*** Begin section ***

//! Conflict resolution: one record per NCT ID.
//!
//! The same trial is often surfaced by several query terms. Resolution
//! groups records by NCT ID and merges each group:
//!
//! - origin terms are concatenated in first-seen order, each term once;
//! - every other field keeps the value of the first record seen for that
//!   NCT ID. Values carried by later duplicates are discarded, so the input
//!   order decides which duplicate is representative.

use indexmap::map::Entry;
use indexmap::IndexMap;
use trialwatch_storage::{Snapshot, SnapshotError};

use crate::record::TrialRecord;
use crate::schema::trial_schema;

/// Records keyed by NCT ID, at most one per identifier, in first-seen order.
#[derive(Debug, Clone, Default, PartialEq)]
pub struct ResolvedTrials {
    records: IndexMap<String, TrialRecord>,
}

impl ResolvedTrials {
    pub fn len(&self) -> usize {
        self.records.len()
    }

    pub fn is_empty(&self) -> bool {
        self.records.is_empty()
    }

    pub fn get(&self, nct_id: &str) -> Option<&TrialRecord> {
        self.records.get(nct_id)
    }

    pub fn iter(&self) -> impl Iterator<Item = &TrialRecord> {
        self.records.values()
    }

    pub fn into_records(self) -> Vec<TrialRecord> {
        self.records.into_values().collect()
    }

    /// Flatten into a snapshot using the trial column layout.
    pub fn to_snapshot(&self) -> Result<Snapshot, SnapshotError> {
        let schema = trial_schema();
        let rows = self
            .records
            .iter()
            .map(|(id, record)| (id.clone(), record.to_cells()))
            .collect();
        Snapshot::from_rows(&schema.key_column, schema.columns, rows)
    }
}

/// Merge records sharing an NCT ID into one record per identifier.
pub fn resolve_conflicts<I>(records: I) -> ResolvedTrials
where
    I: IntoIterator<Item = TrialRecord>,
{
    let records = records
        .into_iter()
        .fold(IndexMap::new(), |mut acc: IndexMap<String, TrialRecord>, record| {
            match acc.entry(record.nct_id.clone()) {
                Entry::Occupied(mut first) => {
                    append_terms(&mut first.get_mut().origin_terms, record.origin_terms);
                }
                Entry::Vacant(slot) => {
                    let mut first = record;
                    let terms = std::mem::take(&mut first.origin_terms);
                    append_terms(&mut first.origin_terms, terms);
                    slot.insert(first);
                }
            }
            acc
        });

    ResolvedTrials { records }
}

fn append_terms(into: &mut Vec<String>, terms: Vec<String>) {
    for term in terms {
        if !into.contains(&term) {
            into.push(term);
        }
    }
}

#[cfg(test)]
mod tests {
    use super::*;
    use crate::schema::{ASSET, OVERALL_STATUS, TITLE};
    use trialwatch_storage::Cell;

    fn record(id: &str, term: &str, status: &str) -> TrialRecord {
        TrialRecord {
            overall_status: Some(status.to_string()),
            title: Some(format!("{id} via {term}")),
            ..TrialRecord::new(id, term)
        }
    }

    #[test]
    fn duplicate_ids_merge_terms_and_keep_first_fields() {
        let resolved = resolve_conflicts(vec![
            record("NCT050", "drugA", "RECRUITING"),
            record("NCT050", "drugB", "COMPLETED"),
        ]);
        assert_eq!(resolved.len(), 1);
        let merged = resolved.get("NCT050").unwrap();
        assert_eq!(merged.origin_label(), "drugA, drugB");
        assert_eq!(merged.overall_status.as_deref(), Some("RECRUITING"));
        assert_eq!(merged.title.as_deref(), Some("NCT050 via drugA"));
    }

    #[test]
    fn terms_are_unique_in_first_seen_order() {
        let resolved = resolve_conflicts(vec![
            record("NCT001", "drugC", "x"),
            record("NCT002", "drugA", "x"),
            record("NCT001", "drugA", "x"),
            record("NCT001", "drugC", "x"),
            record("NCT001", "drugB", "x"),
        ]);
        assert_eq!(
            resolved.get("NCT001").unwrap().origin_terms,
            vec!["drugC", "drugA", "drugB"]
        );
        let order: Vec<&str> = resolved.iter().map(|r| r.nct_id.as_str()).collect();
        assert_eq!(order, vec!["NCT001", "NCT002"]);
    }

    #[test]
    fn single_record_passes_through_with_terms_deduplicated() {
        let mut r = record("NCT001", "drugA", "x");
        r.origin_terms.push("drugA".into());
        let resolved = resolve_conflicts(vec![r.clone()]);
        let out = resolved.get("NCT001").unwrap();
        assert_eq!(out.origin_terms, vec!["drugA"]);
        assert_eq!(out.overall_status, r.overall_status);
    }

    #[test]
    fn resolving_resolved_records_is_a_no_op() {
        let once = resolve_conflicts(vec![
            record("NCT001", "drugA", "x"),
            record("NCT002", "drugB", "y"),
            record("NCT001", "drugB", "z"),
        ]);
        let twice = resolve_conflicts(once.clone().into_records());
        assert_eq!(once, twice);
    }

    #[test]
    fn empty_input_yields_empty_output() {
        let resolved = resolve_conflicts(Vec::new());
        assert!(resolved.is_empty());
        assert!(resolved.to_snapshot().unwrap().is_empty());
    }

    #[test]
    fn snapshot_has_one_row_per_identifier() {
        let resolved = resolve_conflicts(vec![
            record("NCT050", "drugA", "RECRUITING"),
            record("NCT050", "drugB", "COMPLETED"),
            record("NCT051", "drugB", "COMPLETED"),
        ]);
        let snap = resolved.to_snapshot().unwrap();
        assert_eq!(snap.len(), 2);
        assert_eq!(snap.cell("NCT050", ASSET), Some(&Cell::text("drugA, drugB")));
        assert_eq!(snap.cell("NCT050", OVERALL_STATUS), Some(&Cell::text("RECRUITING")));
        assert_eq!(snap.cell("NCT051", TITLE), Some(&Cell::text("NCT051 via drugB")));
    }
}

*** End section ***

Work instructions> Exactly one number is the answer: how many lines of the entries contain the string "crate".

Output below> 3